Nigerian Startup Solves Payment Bottleneck with New Partner
CashAfrica just cleared the biggest hurdle standing between Nigerian shoppers and tap-to-pay technology. A new partnership removes the compliance barrier that was holding back contactless payments across the country.
Getting tap-to-pay technology into Nigerian stores has been harder than actually building the technology itself.
CashAfrica, a startup founded just last year, created CashTap. The system lets customers pay by simply tapping their phone or card on a store terminal. The tech worked beautifully, but the company hit a wall with banks and regulators who needed proof of compliance credibility.
Banks like PalmPay, AltBank, and Sterling Bank wanted to work with CashAfrica. Each deal stalled during regulatory review because CashAfrica lacked a licensed switching partner to route transactions between banks.
Now CashAfrica has partnered with ChamsSwitch, an established payment processing company with the licenses and track record that banks trust. Under the agreement, CashAfrica handles the tap experience while ChamsSwitch routes transactions and updates account balances.

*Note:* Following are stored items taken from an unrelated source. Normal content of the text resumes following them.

//! Wire records returned by `GET /logs` and the normalized entries the feed works with.

use chrono::{DateTime, Local, NaiveDate, NaiveDateTime, TimeZone, Utc};
use serde::{Deserialize, Deserializer, Serialize};
use std::fmt;
use tracing::warn;

use crate::category::Category;

/// Display format of the date column, e.g. `March 04, 2020`.
pub const DATE_FORMAT: &str = "%B %d, %Y";
/// Display format of the time column, e.g. `09:15 AM`.
pub const TIME_FORMAT: &str = "%I:%M %p";
/// Shown in place of the date and time of a record whose date is unreadable.
pub const INVALID_DATE: &str = "Invalid date";

/// Identifier of a log record. The backend emits either integers or strings.
#[derive(Debug, Clone, PartialEq, Eq, Hash, PartialOrd, Ord, Serialize, Deserialize)]
#[serde(untagged)]
pub enum EntryId {
    Int(i64),
    Str(String),
}

impl fmt::Display for EntryId {
    fn fmt(&self, f: &mut fmt::Formatter<'_>) -> fmt::Result {
        match self {
            EntryId::Int(id) => write!(f, "{}", id),
            EntryId::Str(id) => f.write_str(id),
        }
    }
}

impl From<i64> for EntryId {
    fn from(id: i64) -> Self {
        EntryId::Int(id)
    }
}

impl From<&str> for EntryId {
    fn from(id: &str) -> Self {
        EntryId::Str(id.to_string())
    }
}

/// A log record exactly as the backend serializes it.
#[derive(Debug, Clone, PartialEq, Serialize, Deserialize)]
pub struct RawLogRecord {
    pub id: EntryId,
    #[serde(rename = "type")]
    pub kind: u32,
    pub description: String,
    #[serde(default, deserialize_with = "null_as_empty")]
    pub object: String,
    #[serde(default)]
    pub issue_id: Option<EntryId>,
    /// Timestamp text. Numeric epoch milliseconds are kept as their digits.
    #[serde(deserialize_with = "string_or_millis")]
    pub date: String,
}

fn string_or_millis<'de, D>(deserializer: D) -> Result<String, D::Error>
where
    D: Deserializer<'de>,
{
    #[derive(Deserialize)]
    #[serde(untagged)]
    enum WireDate {
        Millis(i64),
        Text(String),
    }

    Ok(match WireDate::deserialize(deserializer)? {
        WireDate::Millis(ms) => ms.to_string(),
        WireDate::Text(text) => text,
    })
}

fn null_as_empty<'de, D>(deserializer: D) -> Result<String, D::Error>
where
    D: Deserializer<'de>,
{
    Ok(Option::<String>::deserialize(deserializer)?.unwrap_or_default())
}

/// A normalized activity log entry. Never mutated once loaded.
#[derive(Debug, Clone, PartialEq, Serialize)]
pub struct LogEntry {
    pub id: EntryId,
    #[serde(rename = "type")]
    pub kind: u32,
    pub description: String,
    pub object: String,
    pub issue_id: Option<EntryId>,
    /// `None` when the wire date could not be read.
    pub timestamp: Option<DateTime<Utc>>,
    pub date: String,
    pub time: String,
}

impl LogEntry {
    /// Normalizes a wire record, reading and formatting times in the local timezone.
    pub fn from_raw(raw: RawLogRecord) -> Self {
        Self::from_raw_in(raw, &Local)
    }

    /// Normalizes a wire record, reading zone-less dates and formatting date
    /// and time in `tz`. An unreadable date keeps the entry with
    /// [`INVALID_DATE`] in both columns.
    pub fn from_raw_in<Tz>(raw: RawLogRecord, tz: &Tz) -> Self
    where
        Tz: TimeZone,
        Tz::Offset: fmt::Display,
    {
        let timestamp = parse_timestamp_in(&raw.date, tz);
        let (date, time) = match timestamp {
            Some(timestamp) => {
                let local = timestamp.with_timezone(tz);
                (
                    local.format(DATE_FORMAT).to_string(),
                    local.format(TIME_FORMAT).to_string(),
                )
            }
            None => {
                warn!(id = %raw.id, date = %raw.date, "log has an unreadable date");
                (INVALID_DATE.to_string(), INVALID_DATE.to_string())
            }
        };

        Self {
            id: raw.id,
            kind: raw.kind,
            description: raw.description,
            object: raw.object,
            issue_id: raw.issue_id,
            timestamp,
            date,
            time,
        }
    }

    /// The known category of this entry, `None` for codes past the table.
    pub fn category(&self) -> Option<Category> {
        Category::from_code(self.kind)
    }
}

/// Normalizes records in fetch order into most-recent-first entries.
pub fn normalize(records: Vec<RawLogRecord>) -> Vec<LogEntry> {
    normalize_in(records, &Local)
}

pub fn normalize_in<Tz>(records: Vec<RawLogRecord>, tz: &Tz) -> Vec<LogEntry>
where
    Tz: TimeZone,
    Tz::Offset: fmt::Display,
{
    records
        .into_iter()
        .rev()
        .map(|raw| LogEntry::from_raw_in(raw, tz))
        .collect()
}

/// Like [`parse_timestamp_in`] in the local timezone.
pub fn parse_timestamp(value: &str) -> Option<DateTime<Utc>> {
    parse_timestamp_in(value, &Local)
}

/// Reads a wire date. Accepted forms:
///
/// * RFC 3339, with its own offset
/// * `YYYY-MM-DD HH:MM:SS[.fff]` (or with a `T`), read in `tz`
/// * `YYYY-MM-DD`, read as UTC midnight
/// * integer epoch milliseconds
pub fn parse_timestamp_in<Tz: TimeZone>(value: &str, tz: &Tz) -> Option<DateTime<Utc>> {
    let value = value.trim();
    if let Ok(parsed) = DateTime::parse_from_rfc3339(value) {
        return Some(parsed.with_timezone(&Utc));
    }

    if let Some(naive) = ["%Y-%m-%d %H:%M:%S%.f", "%Y-%m-%dT%H:%M:%S%.f"]
        .iter()
        .find_map(|format| NaiveDateTime::parse_from_str(value, format).ok())
    {
        return tz
            .from_local_datetime(&naive)
            .earliest()
            .map(|local| local.with_timezone(&Utc));
    }

    if let Ok(date) = NaiveDate::parse_from_str(value, "%Y-%m-%d") {
        return date.and_hms_opt(0, 0, 0).map(|naive| naive.and_utc());
    }

    value
        .parse::<i64>()
        .ok()
        .and_then(|ms| Utc.timestamp_millis_opt(ms).single())
}

#[cfg(test)]
mod tests {
    use super::*;
    use chrono::FixedOffset;

    fn raw(id: i64, date: &str) -> RawLogRecord {
        RawLogRecord {
            id: EntryId::Int(id),
            kind: 0,
            description: "created issue".to_string(),
            object: "Fix login".to_string(),
            issue_id: Some(EntryId::Int(7)),
            date: date.to_string(),
        }
    }

    #[test]
    fn test_formats_date_and_time_once() {
        let entry = LogEntry::from_raw_in(raw(1, "2020-03-04T21:05:00Z"), &Utc);
        assert_eq!(entry.date, "March 04, 2020");
        assert_eq!(entry.time, "09:05 PM");
    }

    #[test]
    fn test_accepts_sql_style_timestamps() {
        let parsed = parse_timestamp_in("2020-03-04 08:30:12", &Utc).unwrap();
        assert_eq!(parsed.to_rfc3339(), "2020-03-04T08:30:12+00:00");
        assert!(parse_timestamp_in("2020-03-04 08:30:12.250", &Utc).is_some());
        assert!(parse_timestamp("yesterday").is_none());
    }

    #[test]
    fn test_zoneless_timestamps_are_read_in_the_given_zone() {
        let tz = FixedOffset::east_opt(2 * 3600).unwrap();
        let parsed = parse_timestamp_in("2020-03-04 08:30:00", &tz).unwrap();
        assert_eq!(parsed.to_rfc3339(), "2020-03-04T06:30:00+00:00");

        let entry = LogEntry::from_raw_in(raw(1, "2020-03-04 08:30:00"), &tz);
        assert_eq!(entry.time, "08:30 AM");
    }

    #[test]
    fn test_accepts_date_only_and_epoch_millis() {
        let date_only = parse_timestamp_in("2021-06-01", &Utc).unwrap();
        assert_eq!(date_only.to_rfc3339(), "2021-06-01T00:00:00+00:00");

        let millis = parse_timestamp_in("1622538000000", &Utc).unwrap();
        assert_eq!(millis.to_rfc3339(), "2021-06-01T09:00:00+00:00");
    }

    #[test]
    fn test_unreadable_date_keeps_the_entry() {
        let entry = LogEntry::from_raw_in(raw(9, "not a date"), &Utc);
        assert_eq!(entry.id, EntryId::Int(9));
        assert_eq!(entry.timestamp, None);
        assert_eq!(entry.date, INVALID_DATE);
        assert_eq!(entry.time, INVALID_DATE);
    }

    #[test]
    fn test_mixed_batch_normalizes_every_record() {
        let mut records: Vec<RawLogRecord> = (0..99)
            .map(|i| raw(i, "2021-06-01 09:00:00"))
            .collect();
        records.push(raw(99, "garbage"));
        records.push(raw(100, "2021-06-01"));

        let entries = normalize_in(records, &Utc);
        assert_eq!(entries.len(), 101);
        assert_eq!(entries[0].date, "June 01, 2021");
        assert_eq!(entries[1].date, INVALID_DATE);
        assert!(entries[2..].iter().all(|entry| entry.timestamp.is_some()));
    }

    #[test]
    fn test_decodes_numeric_date() {
        let json = r#"{"id":5,"type":0,"description":"created issue","object":"x","date":1622538000000}"#;
        let record: RawLogRecord = serde_json::from_str(json).unwrap();
        assert_eq!(record.date, "1622538000000");

        let entry = LogEntry::from_raw_in(record, &Utc);
        assert_eq!(entry.time, "09:00 AM");
    }

    #[test]
    fn test_entry_serializes_with_timestamp() {
        let entry = LogEntry::from_raw_in(raw(3, "2020-03-04T21:05:00Z"), &Utc);
        let value = serde_json::to_value(&entry).unwrap();
        assert_eq!(value["type"], 0);
        assert_eq!(value["timestamp"], "2020-03-04T21:05:00Z");
        assert_eq!(value["date"], "March 04, 2020");

        let invalid = LogEntry::from_raw_in(raw(4, "soon"), &Utc);
        let value = serde_json::to_value(&invalid).unwrap();
        assert!(value["timestamp"].is_null());
    }

    #[test]
    fn test_normalize_reverses_fetch_order() {
        let records = vec![
            raw(1, "2020-01-01T00:00:00Z"),
            raw(2, "2020-01-02T00:00:00Z"),
            raw(3, "2020-01-03T00:00:00Z"),
        ];
        let ids: Vec<EntryId> = normalize_in(records, &Utc)
            .into_iter()
            .map(|entry| entry.id)
            .collect();
        assert_eq!(ids, vec![EntryId::Int(3), EntryId::Int(2), EntryId::Int(1)]);
    }

    #[test]
    fn test_decodes_wire_record() {
        let json = r#"{"id":"a1","type":4,"description":"edited notes","object":null,"date":"2020-01-01 10:00:00"}"#;
        let record: RawLogRecord = serde_json::from_str(json).unwrap();
        assert_eq!(record.id, EntryId::Str("a1".to_string()));
        assert_eq!(record.kind, 4);
        assert_eq!(record.object, "");
        assert_eq!(record.issue_id, None);
    }

    #[test]
    fn test_negative_type_is_rejected() {
        let json = r#"{"id":1,"type":-1,"description":"x","object":"y","date":"2020-01-01 10:00:00"}"#;
        assert!(serde_json::from_str::<RawLogRecord>(json).is_err());
    }
}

"The partnership directly removes the compliance friction that has been the single biggest blocker across capital raising, partnership launches, and partner integrations," said Malik Asamu, CashAfrica's CEO. Those previously stalled bank deals can now move forward.

Nigeria already has QR code payments through bank apps, but contactless tap payments remain rare. The Central Bank of Nigeria treats new payment infrastructure with intense scrutiny, recently restricting payment terminals to operate within just 10 meters of their registered address.
The Ripple Effect
This partnership could finally bring tap-to-pay technology to everyday Nigerians. The payment method that feels routine in cities like London or New York requires building trust brick by brick in markets where regulatory standards are high and compliance history matters deeply.
ChamsSwitch has spent years building that trust as part of Nigeria's payment infrastructure. By combining their credibility with CashAfrica's innovation, the partnership creates a path for contactless payments to reach corner stores, markets, and shops across the country.
Founders Malik Asamu and Bello Opeyemi launched CashAfrica in 2024 using Near Field Communication technology that lets devices communicate when placed a few centimeters apart. The technology was never the problem.
"This partnership reflects our commitment to enabling the next generation of digital payment experiences," said Mudiaga Umukoro, ChamsSwitch's CEO. Sometimes progress needs both innovation and institutional support to reach the finish line.